- _WHAT TO PRODUCE_:
Search the data for the string "Parser" and extract every line where it appears.

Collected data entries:
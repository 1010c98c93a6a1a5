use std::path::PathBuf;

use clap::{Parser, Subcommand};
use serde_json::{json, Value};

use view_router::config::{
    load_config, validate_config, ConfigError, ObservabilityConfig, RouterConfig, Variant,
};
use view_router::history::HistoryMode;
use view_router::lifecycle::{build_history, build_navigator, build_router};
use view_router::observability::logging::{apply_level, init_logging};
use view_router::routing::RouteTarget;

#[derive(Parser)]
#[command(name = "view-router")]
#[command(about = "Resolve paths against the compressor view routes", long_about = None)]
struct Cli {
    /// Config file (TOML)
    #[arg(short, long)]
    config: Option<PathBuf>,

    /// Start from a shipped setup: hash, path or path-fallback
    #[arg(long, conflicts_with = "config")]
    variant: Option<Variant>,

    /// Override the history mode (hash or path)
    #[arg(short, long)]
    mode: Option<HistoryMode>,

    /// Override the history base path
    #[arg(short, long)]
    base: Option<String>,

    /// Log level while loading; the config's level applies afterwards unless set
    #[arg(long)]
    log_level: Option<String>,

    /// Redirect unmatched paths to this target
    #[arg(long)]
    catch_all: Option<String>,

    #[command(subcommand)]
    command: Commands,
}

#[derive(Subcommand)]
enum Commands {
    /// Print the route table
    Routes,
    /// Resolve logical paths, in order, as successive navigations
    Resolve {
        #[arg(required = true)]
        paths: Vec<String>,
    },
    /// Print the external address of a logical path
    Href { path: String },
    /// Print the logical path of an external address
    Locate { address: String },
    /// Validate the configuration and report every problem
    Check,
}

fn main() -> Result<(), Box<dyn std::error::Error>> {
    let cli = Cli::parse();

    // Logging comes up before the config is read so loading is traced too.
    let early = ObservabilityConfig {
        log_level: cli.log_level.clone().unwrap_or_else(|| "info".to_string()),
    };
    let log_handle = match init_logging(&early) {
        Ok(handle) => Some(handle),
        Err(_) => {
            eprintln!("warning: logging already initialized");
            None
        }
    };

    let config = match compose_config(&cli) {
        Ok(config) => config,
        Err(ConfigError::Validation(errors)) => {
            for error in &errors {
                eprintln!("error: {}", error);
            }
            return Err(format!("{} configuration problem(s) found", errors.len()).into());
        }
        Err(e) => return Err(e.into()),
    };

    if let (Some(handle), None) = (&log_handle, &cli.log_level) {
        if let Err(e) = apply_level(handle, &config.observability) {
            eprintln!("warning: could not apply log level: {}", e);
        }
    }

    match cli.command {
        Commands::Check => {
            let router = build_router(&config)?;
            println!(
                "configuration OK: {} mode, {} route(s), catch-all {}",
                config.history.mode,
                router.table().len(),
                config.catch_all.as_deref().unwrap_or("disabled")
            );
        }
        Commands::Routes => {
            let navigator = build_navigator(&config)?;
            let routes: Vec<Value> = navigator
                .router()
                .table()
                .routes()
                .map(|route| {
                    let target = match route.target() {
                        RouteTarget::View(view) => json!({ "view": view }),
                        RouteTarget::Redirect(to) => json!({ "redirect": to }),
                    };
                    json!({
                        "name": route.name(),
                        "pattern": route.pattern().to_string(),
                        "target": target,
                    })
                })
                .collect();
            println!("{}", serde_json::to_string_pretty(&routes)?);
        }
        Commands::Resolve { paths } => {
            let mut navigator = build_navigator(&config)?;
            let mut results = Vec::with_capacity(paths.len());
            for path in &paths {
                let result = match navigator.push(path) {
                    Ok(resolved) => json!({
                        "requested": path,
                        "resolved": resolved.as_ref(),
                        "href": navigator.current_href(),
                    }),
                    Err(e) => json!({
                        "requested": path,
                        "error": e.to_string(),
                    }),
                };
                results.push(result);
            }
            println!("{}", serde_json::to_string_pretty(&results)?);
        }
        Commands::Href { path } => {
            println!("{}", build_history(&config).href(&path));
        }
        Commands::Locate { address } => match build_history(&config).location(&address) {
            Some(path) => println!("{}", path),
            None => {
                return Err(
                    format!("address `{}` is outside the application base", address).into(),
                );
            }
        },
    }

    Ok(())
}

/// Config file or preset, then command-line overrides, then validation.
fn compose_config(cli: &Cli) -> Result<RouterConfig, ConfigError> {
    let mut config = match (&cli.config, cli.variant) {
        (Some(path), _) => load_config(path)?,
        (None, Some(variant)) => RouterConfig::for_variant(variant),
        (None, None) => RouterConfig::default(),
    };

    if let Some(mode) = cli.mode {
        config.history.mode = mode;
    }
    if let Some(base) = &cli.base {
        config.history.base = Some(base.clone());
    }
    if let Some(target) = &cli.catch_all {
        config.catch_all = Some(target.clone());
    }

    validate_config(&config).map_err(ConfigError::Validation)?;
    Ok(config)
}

==

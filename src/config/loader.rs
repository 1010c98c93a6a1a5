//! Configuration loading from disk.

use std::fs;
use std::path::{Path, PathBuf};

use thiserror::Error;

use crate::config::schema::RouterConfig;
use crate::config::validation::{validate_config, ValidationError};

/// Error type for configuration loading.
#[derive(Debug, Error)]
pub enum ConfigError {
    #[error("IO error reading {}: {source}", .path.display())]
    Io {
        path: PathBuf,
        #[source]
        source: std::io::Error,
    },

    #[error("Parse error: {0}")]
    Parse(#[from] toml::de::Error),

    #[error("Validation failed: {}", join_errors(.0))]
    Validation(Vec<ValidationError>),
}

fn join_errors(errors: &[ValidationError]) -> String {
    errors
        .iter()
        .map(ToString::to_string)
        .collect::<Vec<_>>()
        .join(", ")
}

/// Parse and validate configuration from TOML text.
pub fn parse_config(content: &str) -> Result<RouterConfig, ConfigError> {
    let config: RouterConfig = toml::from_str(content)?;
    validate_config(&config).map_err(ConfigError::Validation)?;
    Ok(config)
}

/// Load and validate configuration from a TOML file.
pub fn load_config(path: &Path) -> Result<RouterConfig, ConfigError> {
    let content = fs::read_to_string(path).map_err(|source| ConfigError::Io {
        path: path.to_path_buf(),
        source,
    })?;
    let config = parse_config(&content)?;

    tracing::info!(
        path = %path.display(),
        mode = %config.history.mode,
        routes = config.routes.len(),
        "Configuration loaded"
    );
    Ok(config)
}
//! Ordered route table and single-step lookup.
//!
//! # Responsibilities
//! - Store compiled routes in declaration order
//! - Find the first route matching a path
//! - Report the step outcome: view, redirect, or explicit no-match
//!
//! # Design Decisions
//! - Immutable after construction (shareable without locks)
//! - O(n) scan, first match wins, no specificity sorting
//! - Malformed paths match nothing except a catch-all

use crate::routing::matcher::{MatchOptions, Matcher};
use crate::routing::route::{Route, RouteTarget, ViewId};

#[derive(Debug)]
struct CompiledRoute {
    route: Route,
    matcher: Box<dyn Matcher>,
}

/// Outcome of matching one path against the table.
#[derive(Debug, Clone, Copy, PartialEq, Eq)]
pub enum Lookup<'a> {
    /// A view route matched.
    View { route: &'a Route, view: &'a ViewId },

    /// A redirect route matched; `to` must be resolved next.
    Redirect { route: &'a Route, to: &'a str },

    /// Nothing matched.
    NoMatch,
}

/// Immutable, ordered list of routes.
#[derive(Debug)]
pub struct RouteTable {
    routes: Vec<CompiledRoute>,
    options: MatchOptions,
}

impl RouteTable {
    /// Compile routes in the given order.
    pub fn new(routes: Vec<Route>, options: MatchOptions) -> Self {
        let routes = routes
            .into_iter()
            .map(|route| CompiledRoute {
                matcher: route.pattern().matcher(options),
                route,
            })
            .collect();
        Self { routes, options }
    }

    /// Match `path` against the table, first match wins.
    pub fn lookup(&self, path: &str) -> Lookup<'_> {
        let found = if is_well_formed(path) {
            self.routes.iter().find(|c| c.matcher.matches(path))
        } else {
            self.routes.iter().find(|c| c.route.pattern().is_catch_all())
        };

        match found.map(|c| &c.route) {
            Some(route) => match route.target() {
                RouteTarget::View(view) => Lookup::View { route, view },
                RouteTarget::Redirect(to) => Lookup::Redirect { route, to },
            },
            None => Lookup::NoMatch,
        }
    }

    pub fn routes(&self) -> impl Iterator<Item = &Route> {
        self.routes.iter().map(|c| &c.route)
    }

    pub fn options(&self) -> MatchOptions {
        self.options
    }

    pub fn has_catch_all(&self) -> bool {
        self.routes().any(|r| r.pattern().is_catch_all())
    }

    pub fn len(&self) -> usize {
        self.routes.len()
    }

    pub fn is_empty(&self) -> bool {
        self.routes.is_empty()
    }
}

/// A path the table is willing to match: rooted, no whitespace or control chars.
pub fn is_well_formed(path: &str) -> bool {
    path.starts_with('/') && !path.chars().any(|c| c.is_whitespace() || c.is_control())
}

- _ANSWER SECTION_:
use clap::{Parser, Subcommand};
#[derive(Parser)]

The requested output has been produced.